Start of Extracted information

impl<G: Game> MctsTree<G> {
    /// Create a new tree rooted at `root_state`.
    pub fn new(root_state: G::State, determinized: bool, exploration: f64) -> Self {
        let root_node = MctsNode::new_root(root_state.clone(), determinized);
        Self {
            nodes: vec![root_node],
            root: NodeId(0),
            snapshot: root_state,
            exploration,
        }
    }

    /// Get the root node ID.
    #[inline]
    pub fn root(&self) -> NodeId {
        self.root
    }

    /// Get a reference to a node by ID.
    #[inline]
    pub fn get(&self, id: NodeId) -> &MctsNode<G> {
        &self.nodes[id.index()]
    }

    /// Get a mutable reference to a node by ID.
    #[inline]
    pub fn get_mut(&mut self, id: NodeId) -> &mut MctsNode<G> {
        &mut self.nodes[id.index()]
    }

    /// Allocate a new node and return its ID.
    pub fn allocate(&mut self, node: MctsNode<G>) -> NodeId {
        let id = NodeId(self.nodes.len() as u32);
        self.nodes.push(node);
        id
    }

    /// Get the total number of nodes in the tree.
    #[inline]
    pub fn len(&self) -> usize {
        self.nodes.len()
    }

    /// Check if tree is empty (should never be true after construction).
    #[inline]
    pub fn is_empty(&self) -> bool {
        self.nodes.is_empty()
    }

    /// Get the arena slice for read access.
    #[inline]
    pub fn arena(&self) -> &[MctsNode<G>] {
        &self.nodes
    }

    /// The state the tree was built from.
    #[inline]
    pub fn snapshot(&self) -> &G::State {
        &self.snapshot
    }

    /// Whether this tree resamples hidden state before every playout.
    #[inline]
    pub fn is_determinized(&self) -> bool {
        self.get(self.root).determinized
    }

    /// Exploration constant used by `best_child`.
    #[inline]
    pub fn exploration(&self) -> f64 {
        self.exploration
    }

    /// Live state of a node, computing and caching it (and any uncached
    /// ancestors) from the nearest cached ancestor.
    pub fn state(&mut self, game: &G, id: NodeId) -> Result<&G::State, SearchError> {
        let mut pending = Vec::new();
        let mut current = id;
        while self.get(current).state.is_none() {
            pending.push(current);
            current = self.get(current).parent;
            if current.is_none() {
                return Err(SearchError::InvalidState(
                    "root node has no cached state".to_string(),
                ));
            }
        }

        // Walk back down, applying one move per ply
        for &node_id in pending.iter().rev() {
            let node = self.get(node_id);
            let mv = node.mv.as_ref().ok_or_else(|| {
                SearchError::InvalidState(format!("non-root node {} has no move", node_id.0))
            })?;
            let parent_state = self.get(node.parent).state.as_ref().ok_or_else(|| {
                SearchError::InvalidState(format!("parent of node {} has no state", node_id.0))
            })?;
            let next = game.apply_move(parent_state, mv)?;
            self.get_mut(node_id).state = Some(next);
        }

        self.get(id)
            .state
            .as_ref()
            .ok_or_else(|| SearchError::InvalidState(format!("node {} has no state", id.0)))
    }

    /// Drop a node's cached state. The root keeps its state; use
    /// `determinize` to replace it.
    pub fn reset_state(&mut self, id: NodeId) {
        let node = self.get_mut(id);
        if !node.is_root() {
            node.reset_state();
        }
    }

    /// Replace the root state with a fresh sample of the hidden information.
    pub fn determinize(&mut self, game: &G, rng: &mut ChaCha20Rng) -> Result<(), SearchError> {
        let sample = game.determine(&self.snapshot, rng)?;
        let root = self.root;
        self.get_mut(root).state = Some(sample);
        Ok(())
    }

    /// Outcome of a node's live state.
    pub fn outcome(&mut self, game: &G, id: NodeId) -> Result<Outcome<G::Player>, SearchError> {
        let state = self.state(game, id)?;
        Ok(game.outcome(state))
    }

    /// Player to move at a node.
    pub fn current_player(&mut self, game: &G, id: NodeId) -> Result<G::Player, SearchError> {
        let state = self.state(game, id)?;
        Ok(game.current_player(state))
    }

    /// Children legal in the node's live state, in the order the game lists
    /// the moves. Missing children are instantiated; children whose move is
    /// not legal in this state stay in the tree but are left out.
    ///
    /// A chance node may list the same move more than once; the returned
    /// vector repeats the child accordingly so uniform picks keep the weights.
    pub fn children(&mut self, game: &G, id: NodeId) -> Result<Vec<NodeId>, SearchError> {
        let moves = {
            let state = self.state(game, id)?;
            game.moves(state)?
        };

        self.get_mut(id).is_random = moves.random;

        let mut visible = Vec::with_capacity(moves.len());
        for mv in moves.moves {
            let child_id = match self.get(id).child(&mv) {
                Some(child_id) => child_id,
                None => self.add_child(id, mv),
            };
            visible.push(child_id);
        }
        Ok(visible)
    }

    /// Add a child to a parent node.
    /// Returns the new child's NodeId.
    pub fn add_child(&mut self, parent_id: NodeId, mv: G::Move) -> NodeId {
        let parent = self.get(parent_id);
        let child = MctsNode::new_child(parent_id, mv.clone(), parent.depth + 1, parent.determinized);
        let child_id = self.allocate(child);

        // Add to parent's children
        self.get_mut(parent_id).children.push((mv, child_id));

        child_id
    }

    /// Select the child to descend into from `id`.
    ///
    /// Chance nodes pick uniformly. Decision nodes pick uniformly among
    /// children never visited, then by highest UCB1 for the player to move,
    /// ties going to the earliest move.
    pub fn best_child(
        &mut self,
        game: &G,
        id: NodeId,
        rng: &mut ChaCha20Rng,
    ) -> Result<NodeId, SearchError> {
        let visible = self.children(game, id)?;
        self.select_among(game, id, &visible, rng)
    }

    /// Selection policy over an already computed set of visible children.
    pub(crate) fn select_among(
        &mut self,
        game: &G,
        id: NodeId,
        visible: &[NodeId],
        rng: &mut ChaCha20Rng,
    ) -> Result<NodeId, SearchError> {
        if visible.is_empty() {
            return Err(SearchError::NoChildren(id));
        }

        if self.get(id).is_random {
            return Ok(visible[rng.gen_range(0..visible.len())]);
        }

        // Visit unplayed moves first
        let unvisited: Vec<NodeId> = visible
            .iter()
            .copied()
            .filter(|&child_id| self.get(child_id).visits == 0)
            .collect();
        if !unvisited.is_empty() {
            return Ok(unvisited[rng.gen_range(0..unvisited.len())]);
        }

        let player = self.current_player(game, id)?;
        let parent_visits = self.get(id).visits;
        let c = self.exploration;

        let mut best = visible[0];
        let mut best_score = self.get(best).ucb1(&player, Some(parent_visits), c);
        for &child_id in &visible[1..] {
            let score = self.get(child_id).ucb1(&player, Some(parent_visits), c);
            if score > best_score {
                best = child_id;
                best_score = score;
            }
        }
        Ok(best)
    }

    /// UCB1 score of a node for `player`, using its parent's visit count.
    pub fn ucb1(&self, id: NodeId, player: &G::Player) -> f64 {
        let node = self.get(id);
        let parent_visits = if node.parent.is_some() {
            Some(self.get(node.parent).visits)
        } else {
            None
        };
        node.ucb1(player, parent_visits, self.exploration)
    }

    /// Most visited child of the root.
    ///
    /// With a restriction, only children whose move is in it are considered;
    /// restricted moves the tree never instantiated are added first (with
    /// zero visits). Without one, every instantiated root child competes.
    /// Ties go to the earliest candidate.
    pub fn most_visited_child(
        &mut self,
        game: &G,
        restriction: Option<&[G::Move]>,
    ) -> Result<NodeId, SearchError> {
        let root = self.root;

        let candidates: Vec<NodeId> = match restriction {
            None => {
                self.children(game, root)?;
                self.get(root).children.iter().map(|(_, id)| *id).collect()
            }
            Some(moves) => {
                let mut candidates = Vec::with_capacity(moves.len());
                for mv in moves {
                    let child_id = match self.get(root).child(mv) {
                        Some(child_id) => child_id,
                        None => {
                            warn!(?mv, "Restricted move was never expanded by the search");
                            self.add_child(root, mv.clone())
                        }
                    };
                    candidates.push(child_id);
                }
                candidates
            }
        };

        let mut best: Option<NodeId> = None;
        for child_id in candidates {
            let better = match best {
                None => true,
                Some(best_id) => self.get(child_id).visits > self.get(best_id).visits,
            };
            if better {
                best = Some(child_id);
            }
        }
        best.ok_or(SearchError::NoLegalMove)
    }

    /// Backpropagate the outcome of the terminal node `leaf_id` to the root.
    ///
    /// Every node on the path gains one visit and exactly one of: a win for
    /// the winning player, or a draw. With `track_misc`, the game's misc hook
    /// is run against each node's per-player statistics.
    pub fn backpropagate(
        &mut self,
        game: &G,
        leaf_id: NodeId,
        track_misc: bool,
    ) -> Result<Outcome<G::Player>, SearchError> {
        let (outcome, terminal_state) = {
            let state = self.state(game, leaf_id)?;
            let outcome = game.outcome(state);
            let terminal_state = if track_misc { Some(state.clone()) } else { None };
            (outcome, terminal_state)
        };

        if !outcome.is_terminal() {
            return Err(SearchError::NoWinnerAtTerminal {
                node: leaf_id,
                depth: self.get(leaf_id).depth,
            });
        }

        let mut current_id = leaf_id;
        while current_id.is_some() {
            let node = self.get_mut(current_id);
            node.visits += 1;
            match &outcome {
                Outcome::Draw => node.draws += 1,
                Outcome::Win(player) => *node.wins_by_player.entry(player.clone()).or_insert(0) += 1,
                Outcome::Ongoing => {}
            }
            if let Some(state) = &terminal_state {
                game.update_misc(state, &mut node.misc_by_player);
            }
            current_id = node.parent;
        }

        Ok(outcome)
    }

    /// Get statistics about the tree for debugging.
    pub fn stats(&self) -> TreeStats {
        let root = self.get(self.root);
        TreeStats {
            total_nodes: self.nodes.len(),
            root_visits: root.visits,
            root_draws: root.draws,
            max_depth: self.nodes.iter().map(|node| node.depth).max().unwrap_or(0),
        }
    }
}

End of Extracted information

= Task description =
For the listing above, print only the lines starting at the line containing "let c = self.exploration;" and ending at the line containing "self.get(child_id).ucb1(&player, Some(parent_visits), c);", exactly, both included.

= Task output =
        let c = self.exploration;

        let mut best = visible[0];
        let mut best_score = self.get(best).ucb1(&player, Some(parent_visits), c);
        for &child_id in &visible[1..] {
            let score = self.get(child_id).ucb1(&player, Some(parent_visits), c);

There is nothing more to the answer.